• _What to produce_
Report each line from the listing that the string "connection" appears in.

• _Material for the task_

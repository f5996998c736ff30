//! TCP listener setup
//!
//! Binds listening sockets through `socket2` so address reuse and the
//! backlog can be set before `listen`.

use socket2::{Domain, Protocol, Socket, Type};
use std::net::{SocketAddr, TcpListener, TcpStream, ToSocketAddrs};
use tracing::info;

/// Default listen backlog
pub const DEFAULT_BACKLOG: i32 = 128;

/// Result type for network operations
pub type Result<T> = std::result::Result<T, Error>;

/// Network errors
#[derive(Debug, thiserror::Error)]
pub enum Error {
    #[error("I/O error: {0}")]
    Io(#[from] std::io::Error),

    #[error("Could not resolve address: {0}")]
    Resolve(String),

    #[error("Bind to {addr} failed: {source}")]
    Bind {
        addr: SocketAddr,
        #[source]
        source: std::io::Error,
    },
}

/// Resolve `addr` to its first socket address
pub fn resolve(addr: impl ToSocketAddrs + std::fmt::Debug) -> Result<SocketAddr> {
    addr.to_socket_addrs()
        .map_err(|e| Error::Resolve(format!("{:?}: {}", addr, e)))?
        .next()
        .ok_or_else(|| Error::Resolve(format!("{:?}: no addresses", addr)))
}

/// A TCP listener accepting one connection at a time
pub struct Listener {
    inner: TcpListener,
}

impl Listener {
    /// Bind a listener with `SO_REUSEADDR` and the default backlog
    pub fn bind(addr: SocketAddr) -> Result<Self> {
        Self::bind_with_backlog(addr, DEFAULT_BACKLOG)
    }

    /// Bind a listener with `SO_REUSEADDR` and the given backlog
    pub fn bind_with_backlog(addr: SocketAddr, backlog: i32) -> Result<Self> {
        let socket = Socket::new(Domain::for_address(addr), Type::STREAM, Some(Protocol::TCP))?;
        socket.set_reuse_address(true)?;
        socket
            .bind(&addr.into())
            .map_err(|source| Error::Bind { addr, source })?;
        socket.listen(backlog)?;

        let inner: TcpListener = socket.into();
        info!(addr = %inner.local_addr()?, "listening");
        Ok(Listener { inner })
    }

    /// Local address the listener is bound to
    pub fn local_addr(&self) -> Result<SocketAddr> {
        Ok(self.inner.local_addr()?)
    }

    /// Accept the next connection
    pub fn accept(&self) -> Result<(TcpStream, SocketAddr)> {
        Ok(self.inner.accept()?)
    }
}
use axum::{
    extract::{
        ws::{Message, WebSocket},
        State, WebSocketUpgrade,
    },
    response::IntoResponse,
};
use futures::{SinkExt, StreamExt};
use serde::{Deserialize, Serialize};
use serde_json::Value;
use thiserror::Error;

use crate::{commands::CommandProcessor, device::DeviceView};

use super::http::AppState;

const MESSAGE_TYPES: [&str; 6] = [
    "startScanning",
    "enableLight",
    "disableLight",
    "setColor",
    "getDevices",
    "renameDevice",
];

/// Requests accepted on the command channel.
#[derive(Debug, Deserialize, PartialEq)]
#[serde(tag = "type", rename_all = "camelCase")]
pub enum ClientMessage {
    StartScanning,

    #[serde(rename_all = "camelCase")]
    EnableLight { device_id: String },

    #[serde(rename_all = "camelCase")]
    DisableLight { device_id: String },

    /// The color stays untyped here, its validation has its own error
    /// reporting.
    #[serde(rename_all = "camelCase")]
    SetColor {
        device_id: String,
        #[serde(default)]
        color: Value,
    },

    GetDevices,

    #[serde(rename_all = "camelCase")]
    RenameDevice { device_id: String, new_name: String },
}

/// Replies sent only to the connection that made the request.
#[derive(Debug, Serialize)]
#[serde(tag = "type", rename_all = "camelCase")]
pub enum ServerMessage {
    Error { message: String },
    ListOfDevices { devices: Vec<DeviceView> },
}

#[derive(Debug, Error, PartialEq, Eq)]
pub enum MalformedMessage {
    #[error("Received message is not valid JSON")]
    InvalidJson,

    #[error("Received message is not an object")]
    NotAnObject,

    #[error("Received message contains an unknown type")]
    UnknownType,

    #[error("Invalid {kind} message: {reason}")]
    InvalidFields { kind: String, reason: String },
}

pub fn parse_client_message(text: &str) -> Result<ClientMessage, MalformedMessage> {
    let value: Value = serde_json::from_str(text).map_err(|_| MalformedMessage::InvalidJson)?;

    let kind = match value.as_object() {
        None => return Err(MalformedMessage::NotAnObject),
        Some(object) => match object.get("type").and_then(Value::as_str) {
            Some(kind) if MESSAGE_TYPES.contains(&kind) => kind.to_string(),
            _ => return Err(MalformedMessage::UnknownType),
        },
    };

    serde_path_to_error::deserialize(value).map_err(|e| MalformedMessage::InvalidFields {
        kind,
        reason: e.to_string(),
    })
}

/// Runs one request. Results of state changes reach the client through its
/// broadcaster subscription, so only errors and device lists are returned.
pub async fn execute(commands: &CommandProcessor, message: ClientMessage) -> Option<ServerMessage> {
    let result = match message {
        ClientMessage::StartScanning => {
            commands.start_scanning().await;
            Ok(())
        }
        ClientMessage::EnableLight { device_id } => commands.enable_light(&device_id).await,
        ClientMessage::DisableLight { device_id } => commands.disable_light(&device_id).await,
        ClientMessage::SetColor { device_id, color } => {
            commands.set_color(&device_id, &color).await
        }
        ClientMessage::GetDevices => {
            let devices = commands.list_devices().await;
            return Some(ServerMessage::ListOfDevices { devices });
        }
        ClientMessage::RenameDevice {
            device_id,
            new_name,
        } => commands.rename_device(&device_id, &new_name).await,
    };

    result.err().map(|e| {
        log::debug!("Command failed: {}", e);
        ServerMessage::Error {
            message: e.client_message(),
        }
    })
}

pub async fn handle_text(commands: &CommandProcessor, text: &str) -> Option<ServerMessage> {
    match parse_client_message(text) {
        Ok(message) => execute(commands, message).await,
        Err(e) => {
            log::debug!("Rejected client message: {}", e);
            Some(ServerMessage::Error {
                message: e.to_string(),
            })
        }
    }
}

pub async fn handle_websocket(
    ws: WebSocketUpgrade,
    State(state): State<AppState>,
) -> impl IntoResponse {
    ws.on_upgrade(move |socket| handle_socket(socket, state))
}

async fn handle_socket(socket: WebSocket, state: AppState) {
    let (mut sender, mut receiver) = socket.split();
    let (tx, mut rx) = tokio::sync::mpsc::unbounded_channel::<ServerMessage>();

    let mut subscription = state.broadcaster.subscribe().await;
    let subscription_id = subscription.id();

    // Direct replies and broadcast events share the socket
    let mut send_task = tokio::spawn(async move {
        loop {
            // Events queued before a reply was produced go out first
            let json = tokio::select! {
                biased;
                Some(event) = subscription.recv() => serde_json::to_string(&event),
                Some(reply) = rx.recv() => serde_json::to_string(&reply),
                else => break,
            };

            let text = match json {
                Ok(text) => text,
                Err(e) => {
                    log::error!("Failed to serialize websocket message: {}", e);
                    continue;
                }
            };

            if sender.send(Message::Text(text)).await.is_err() {
                break;
            }
        }
    });

    let commands = state.commands.clone();
    let mut recv_task = tokio::spawn(async move {
        while let Some(Ok(msg)) = receiver.next().await {
            match msg {
                Message::Text(text) => {
                    if let Some(reply) = handle_text(&commands, &text).await {
                        if tx.send(reply).is_err() {
                            break;
                        }
                    }
                }
                Message::Close(_) => break,
                _ => {}
            }
        }
    });

    tokio::select! {
        _ = &mut send_task => recv_task.abort(),
        _ = &mut recv_task => send_task.abort(),
    };

    state.broadcaster.unsubscribe(subscription_id).await;
}
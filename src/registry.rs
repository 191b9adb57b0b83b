use std::{collections::HashMap, sync::Arc};

use thiserror::Error;
use tokio::sync::{Mutex, OwnedMutexGuard, RwLock};

use crate::device::{Color, DeviceView};

#[derive(Clone, Debug, Error, PartialEq, Eq)]
pub enum RegistryError {
    #[error("Unknown device: {0}")]
    UnknownDevice(String),
}

/// A user-assignable property of a device.
#[derive(Clone, Debug, PartialEq)]
pub enum Override {
    DisplayName(String),
    Enabled(bool),
    Color(Color),
}

#[derive(Clone, Debug)]
struct DeviceRecord {
    discovered_name: String,
    display_name: Option<String>,
    enabled: bool,
    color: Color,
    present: bool,
}

impl DeviceRecord {
    fn new(discovered_name: &str) -> Self {
        DeviceRecord {
            discovered_name: discovered_name.to_string(),
            display_name: None,
            enabled: true,
            color: Color::default(),
            present: true,
        }
    }

    fn view(&self, id: &str) -> DeviceView {
        DeviceView {
            device_id: id.to_string(),
            device_name: self
                .display_name
                .clone()
                .unwrap_or_else(|| self.discovered_name.clone()),
            enabled: self.enabled,
            color: self.color,
        }
    }
}

#[derive(Default)]
struct RegistryState {
    records: HashMap<String, DeviceRecord>,

    /// Device ids in the order they were first discovered
    discovery_order: Vec<String>,
}

/// Owns the merged state of every device seen during the lifetime of the
/// process. Records are never removed: a device that disconnects keeps its
/// overrides so they apply again when it is rediscovered.
#[derive(Default)]
pub struct Registry {
    state: RwLock<RegistryState>,

    /// One lane per device id, see [`Registry::lane`]
    lanes: Mutex<HashMap<String, Arc<Mutex<()>>>>,
}

impl Registry {
    pub fn new() -> Self {
        Self::default()
    }

    /// Waits for this device's turn. Whoever changes a device's state and
    /// publishes the matching event holds its lane for both steps, so the
    /// events of one device go out in the order its state changed.
    pub async fn lane(&self, id: &str) -> OwnedMutexGuard<()> {
        let lane = {
            let mut lanes = self.lanes.lock().await;
            lanes.entry(id.to_string()).or_default().clone()
        };

        lane.lock_owned().await
    }

    /// Marks a device as present, creating its record with default state on
    /// first discovery.
    pub async fn upsert_discovered(&self, id: &str, discovered_name: &str) -> DeviceView {
        let mut state = self.state.write().await;
        let RegistryState {
            records,
            discovery_order,
        } = &mut *state;

        let record = records.entry(id.to_string()).or_insert_with(|| {
            discovery_order.push(id.to_string());
            DeviceRecord::new(discovered_name)
        });

        // A new discovery session may report a different name, an already
        // present device keeps the one it was discovered with.
        if !record.present {
            record.present = true;
            record.discovered_name = discovered_name.to_string();
        }

        record.view(id)
    }

    /// Clears the presence flag. Returns false if the device was unknown or
    /// already absent.
    pub async fn mark_absent(&self, id: &str) -> bool {
        let mut state = self.state.write().await;

        match state.records.get_mut(id) {
            Some(record) if record.present => {
                record.present = false;
                true
            }
            _ => false,
        }
    }

    pub async fn set_override(&self, id: &str, value: Override) -> Result<DeviceView, RegistryError> {
        let mut state = self.state.write().await;
        let record = state
            .records
            .get_mut(id)
            .ok_or_else(|| RegistryError::UnknownDevice(id.to_string()))?;

        match value {
            // An empty name falls back to the discovered one
            Override::DisplayName(name) => {
                record.display_name = Some(name).filter(|name| !name.is_empty())
            }
            Override::Enabled(enabled) => record.enabled = enabled,
            Override::Color(color) => record.color = color,
        }

        Ok(record.view(id))
    }

    /// Merged view of any known device, present or not.
    pub async fn get(&self, id: &str) -> Option<DeviceView> {
        let state = self.state.read().await;
        state.records.get(id).map(|record| record.view(id))
    }

    pub async fn is_present(&self, id: &str) -> bool {
        let state = self.state.read().await;
        state.records.get(id).is_some_and(|record| record.present)
    }

    /// Present devices, first discovered first.
    pub async fn list(&self) -> Vec<DeviceView> {
        let state = self.state.read().await;

        state
            .discovery_order
            .iter()
            .filter_map(|id| {
                let record = state.records.get(id)?;
                record.present.then(|| record.view(id))
            })
            .collect()
    }
}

• _Reply to the task_
/// A TCP listener accepting one connection at a time
    /// Accept the next connection
/// Replies sent only to the connection that made the request.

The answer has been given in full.